**What the task requires**
Where a line of the entries below includes the string "joiner", count it. Give only the resulting number.

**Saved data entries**
:::::
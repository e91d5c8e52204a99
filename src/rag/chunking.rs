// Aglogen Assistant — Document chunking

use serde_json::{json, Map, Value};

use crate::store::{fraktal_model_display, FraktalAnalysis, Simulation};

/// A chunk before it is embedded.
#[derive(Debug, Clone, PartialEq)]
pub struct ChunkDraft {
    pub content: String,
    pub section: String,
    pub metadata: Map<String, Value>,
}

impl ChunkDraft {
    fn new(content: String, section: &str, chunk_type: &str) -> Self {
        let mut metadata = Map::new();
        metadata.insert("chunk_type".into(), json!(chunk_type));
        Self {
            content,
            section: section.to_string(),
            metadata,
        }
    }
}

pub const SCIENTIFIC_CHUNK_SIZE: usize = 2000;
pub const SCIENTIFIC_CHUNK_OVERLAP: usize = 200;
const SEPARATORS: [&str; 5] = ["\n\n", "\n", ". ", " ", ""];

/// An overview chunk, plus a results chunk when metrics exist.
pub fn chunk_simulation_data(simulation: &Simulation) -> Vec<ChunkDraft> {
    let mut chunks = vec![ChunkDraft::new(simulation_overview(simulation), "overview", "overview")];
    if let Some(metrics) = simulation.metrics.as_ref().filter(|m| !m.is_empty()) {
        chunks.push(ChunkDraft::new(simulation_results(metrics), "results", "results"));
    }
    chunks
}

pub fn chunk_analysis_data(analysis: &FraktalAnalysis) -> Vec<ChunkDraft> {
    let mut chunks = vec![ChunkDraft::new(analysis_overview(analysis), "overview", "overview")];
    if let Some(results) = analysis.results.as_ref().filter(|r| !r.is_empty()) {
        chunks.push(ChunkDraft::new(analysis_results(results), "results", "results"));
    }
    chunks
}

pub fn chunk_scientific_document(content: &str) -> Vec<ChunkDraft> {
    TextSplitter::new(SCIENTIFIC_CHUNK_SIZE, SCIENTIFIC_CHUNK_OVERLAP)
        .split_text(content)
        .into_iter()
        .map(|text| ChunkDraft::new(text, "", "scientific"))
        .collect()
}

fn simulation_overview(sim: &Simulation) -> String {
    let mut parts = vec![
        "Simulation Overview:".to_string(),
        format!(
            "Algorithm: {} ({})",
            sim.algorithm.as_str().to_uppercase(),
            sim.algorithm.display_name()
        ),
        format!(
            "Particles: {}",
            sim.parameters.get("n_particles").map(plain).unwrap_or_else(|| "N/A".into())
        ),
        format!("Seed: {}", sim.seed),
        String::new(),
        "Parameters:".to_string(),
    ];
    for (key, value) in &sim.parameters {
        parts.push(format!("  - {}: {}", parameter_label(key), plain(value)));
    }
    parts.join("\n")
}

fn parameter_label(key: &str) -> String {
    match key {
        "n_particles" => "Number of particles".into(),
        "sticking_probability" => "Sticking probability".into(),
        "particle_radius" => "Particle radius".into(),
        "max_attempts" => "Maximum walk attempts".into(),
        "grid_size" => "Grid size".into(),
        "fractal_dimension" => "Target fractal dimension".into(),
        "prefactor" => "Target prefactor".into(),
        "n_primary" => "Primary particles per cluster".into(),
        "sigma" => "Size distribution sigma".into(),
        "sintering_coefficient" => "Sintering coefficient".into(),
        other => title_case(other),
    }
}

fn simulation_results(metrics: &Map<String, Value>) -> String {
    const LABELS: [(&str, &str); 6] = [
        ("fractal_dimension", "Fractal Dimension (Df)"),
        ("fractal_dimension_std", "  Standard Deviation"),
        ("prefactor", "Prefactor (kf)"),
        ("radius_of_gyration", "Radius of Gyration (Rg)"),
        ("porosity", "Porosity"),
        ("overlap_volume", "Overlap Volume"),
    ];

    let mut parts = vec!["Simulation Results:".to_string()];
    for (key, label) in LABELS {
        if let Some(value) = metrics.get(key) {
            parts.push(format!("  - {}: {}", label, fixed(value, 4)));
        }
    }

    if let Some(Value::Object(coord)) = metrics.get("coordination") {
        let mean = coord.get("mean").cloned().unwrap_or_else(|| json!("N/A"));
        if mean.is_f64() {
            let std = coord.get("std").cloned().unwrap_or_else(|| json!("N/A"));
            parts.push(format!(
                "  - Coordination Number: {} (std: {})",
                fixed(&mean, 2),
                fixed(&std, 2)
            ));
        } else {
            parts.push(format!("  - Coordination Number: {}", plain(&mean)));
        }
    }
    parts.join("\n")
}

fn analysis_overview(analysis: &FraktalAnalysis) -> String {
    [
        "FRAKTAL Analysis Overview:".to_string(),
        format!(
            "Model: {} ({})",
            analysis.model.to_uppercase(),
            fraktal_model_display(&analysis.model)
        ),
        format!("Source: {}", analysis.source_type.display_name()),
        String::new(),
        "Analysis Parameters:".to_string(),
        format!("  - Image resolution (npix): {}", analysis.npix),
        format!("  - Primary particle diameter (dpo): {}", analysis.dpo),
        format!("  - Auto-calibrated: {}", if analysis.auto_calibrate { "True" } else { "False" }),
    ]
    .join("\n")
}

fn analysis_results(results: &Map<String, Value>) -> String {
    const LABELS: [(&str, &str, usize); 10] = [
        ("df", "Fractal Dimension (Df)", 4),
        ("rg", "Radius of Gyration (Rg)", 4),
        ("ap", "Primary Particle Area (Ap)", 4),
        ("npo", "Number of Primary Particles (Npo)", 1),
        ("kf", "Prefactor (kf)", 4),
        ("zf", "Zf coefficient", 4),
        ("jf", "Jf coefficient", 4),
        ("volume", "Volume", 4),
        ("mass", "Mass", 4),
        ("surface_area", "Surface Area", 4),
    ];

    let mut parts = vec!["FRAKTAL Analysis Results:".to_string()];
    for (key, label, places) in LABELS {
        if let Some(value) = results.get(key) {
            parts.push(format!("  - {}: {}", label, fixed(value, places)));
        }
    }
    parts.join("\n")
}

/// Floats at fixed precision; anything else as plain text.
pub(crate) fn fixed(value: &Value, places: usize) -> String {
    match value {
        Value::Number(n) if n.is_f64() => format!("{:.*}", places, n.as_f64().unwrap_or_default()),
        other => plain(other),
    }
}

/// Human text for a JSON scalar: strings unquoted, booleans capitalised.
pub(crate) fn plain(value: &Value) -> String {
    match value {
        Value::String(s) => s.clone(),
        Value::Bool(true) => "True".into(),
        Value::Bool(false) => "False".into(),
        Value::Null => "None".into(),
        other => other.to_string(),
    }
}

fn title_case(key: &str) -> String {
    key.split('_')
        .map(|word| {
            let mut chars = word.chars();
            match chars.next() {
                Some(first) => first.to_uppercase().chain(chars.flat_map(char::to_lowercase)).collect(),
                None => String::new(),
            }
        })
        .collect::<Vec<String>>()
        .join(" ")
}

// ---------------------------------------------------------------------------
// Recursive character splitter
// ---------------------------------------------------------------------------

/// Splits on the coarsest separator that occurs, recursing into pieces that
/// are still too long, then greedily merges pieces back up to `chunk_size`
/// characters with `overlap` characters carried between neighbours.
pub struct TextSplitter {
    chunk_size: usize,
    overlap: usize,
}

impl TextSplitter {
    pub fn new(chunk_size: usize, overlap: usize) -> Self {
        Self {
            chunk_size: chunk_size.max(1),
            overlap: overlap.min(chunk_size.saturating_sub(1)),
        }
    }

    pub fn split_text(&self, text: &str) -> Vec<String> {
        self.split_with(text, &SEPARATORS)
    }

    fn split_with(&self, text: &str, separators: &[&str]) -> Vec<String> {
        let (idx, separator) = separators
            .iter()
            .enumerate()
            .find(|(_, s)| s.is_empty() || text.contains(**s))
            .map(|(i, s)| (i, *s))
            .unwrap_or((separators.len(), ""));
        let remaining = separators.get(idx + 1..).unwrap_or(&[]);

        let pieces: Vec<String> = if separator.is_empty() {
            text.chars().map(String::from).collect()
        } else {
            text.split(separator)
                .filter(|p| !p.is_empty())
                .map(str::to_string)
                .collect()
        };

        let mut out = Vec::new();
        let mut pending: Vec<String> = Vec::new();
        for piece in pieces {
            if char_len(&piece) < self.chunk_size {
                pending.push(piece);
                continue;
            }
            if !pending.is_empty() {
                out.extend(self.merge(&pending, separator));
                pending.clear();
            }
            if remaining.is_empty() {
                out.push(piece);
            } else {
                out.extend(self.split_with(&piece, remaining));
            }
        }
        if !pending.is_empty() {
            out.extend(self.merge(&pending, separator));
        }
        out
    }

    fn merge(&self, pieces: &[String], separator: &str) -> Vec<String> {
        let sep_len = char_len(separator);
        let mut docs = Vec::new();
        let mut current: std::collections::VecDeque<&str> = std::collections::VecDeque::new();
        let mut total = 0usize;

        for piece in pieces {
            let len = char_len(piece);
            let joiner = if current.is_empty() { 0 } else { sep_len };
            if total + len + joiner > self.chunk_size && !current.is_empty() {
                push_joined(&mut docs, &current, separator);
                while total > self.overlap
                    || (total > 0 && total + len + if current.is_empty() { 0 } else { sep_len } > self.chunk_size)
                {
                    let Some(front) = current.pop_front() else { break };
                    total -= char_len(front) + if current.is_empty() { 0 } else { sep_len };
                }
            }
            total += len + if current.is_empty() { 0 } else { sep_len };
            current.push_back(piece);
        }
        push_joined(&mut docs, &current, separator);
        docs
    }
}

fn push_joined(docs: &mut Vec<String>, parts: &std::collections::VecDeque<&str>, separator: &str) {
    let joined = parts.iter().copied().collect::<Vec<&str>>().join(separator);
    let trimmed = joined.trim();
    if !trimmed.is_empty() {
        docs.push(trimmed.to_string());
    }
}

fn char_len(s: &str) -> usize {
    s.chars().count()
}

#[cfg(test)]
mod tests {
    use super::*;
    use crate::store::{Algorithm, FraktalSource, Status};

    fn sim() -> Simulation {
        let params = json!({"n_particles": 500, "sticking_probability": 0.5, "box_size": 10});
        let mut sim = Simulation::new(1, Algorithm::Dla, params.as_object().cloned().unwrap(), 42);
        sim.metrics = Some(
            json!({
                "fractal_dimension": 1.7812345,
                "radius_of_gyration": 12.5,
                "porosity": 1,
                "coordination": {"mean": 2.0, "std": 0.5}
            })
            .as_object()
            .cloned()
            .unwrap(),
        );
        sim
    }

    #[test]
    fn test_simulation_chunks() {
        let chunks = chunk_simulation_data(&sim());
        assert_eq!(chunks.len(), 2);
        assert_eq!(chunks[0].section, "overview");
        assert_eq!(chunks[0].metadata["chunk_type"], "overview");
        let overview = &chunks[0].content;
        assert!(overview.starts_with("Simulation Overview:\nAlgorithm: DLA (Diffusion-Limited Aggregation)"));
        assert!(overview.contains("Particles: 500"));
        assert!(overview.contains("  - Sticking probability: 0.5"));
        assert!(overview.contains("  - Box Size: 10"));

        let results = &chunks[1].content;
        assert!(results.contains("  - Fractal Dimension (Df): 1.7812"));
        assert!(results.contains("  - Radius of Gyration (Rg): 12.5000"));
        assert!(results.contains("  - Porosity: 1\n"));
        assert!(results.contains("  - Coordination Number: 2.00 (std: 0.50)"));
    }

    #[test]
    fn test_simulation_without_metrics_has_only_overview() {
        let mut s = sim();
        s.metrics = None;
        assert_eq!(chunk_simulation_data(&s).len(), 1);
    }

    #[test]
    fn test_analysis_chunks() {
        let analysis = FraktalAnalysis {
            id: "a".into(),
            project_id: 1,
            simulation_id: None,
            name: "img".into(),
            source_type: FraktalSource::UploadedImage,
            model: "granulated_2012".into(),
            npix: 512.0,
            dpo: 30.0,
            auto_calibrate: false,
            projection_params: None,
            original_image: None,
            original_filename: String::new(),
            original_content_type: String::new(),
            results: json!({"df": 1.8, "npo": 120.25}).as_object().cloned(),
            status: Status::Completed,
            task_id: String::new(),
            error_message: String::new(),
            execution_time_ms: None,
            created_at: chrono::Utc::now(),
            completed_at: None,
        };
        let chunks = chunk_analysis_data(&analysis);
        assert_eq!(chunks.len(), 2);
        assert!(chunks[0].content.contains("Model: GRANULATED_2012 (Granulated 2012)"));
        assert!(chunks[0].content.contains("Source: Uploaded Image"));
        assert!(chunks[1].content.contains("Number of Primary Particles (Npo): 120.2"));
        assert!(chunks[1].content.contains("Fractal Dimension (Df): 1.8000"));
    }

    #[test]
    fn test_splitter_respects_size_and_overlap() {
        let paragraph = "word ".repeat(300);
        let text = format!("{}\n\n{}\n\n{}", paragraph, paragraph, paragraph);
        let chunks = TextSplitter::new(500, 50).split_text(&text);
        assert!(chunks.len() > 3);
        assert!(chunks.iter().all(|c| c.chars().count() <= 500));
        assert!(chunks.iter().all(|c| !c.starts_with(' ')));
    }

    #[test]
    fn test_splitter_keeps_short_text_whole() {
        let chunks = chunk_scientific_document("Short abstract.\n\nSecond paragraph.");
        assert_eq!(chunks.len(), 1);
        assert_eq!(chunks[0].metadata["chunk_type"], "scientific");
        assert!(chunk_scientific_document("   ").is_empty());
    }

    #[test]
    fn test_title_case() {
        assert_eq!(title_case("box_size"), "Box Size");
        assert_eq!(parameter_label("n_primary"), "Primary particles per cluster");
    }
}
:::::
**Answer for this exercise**
2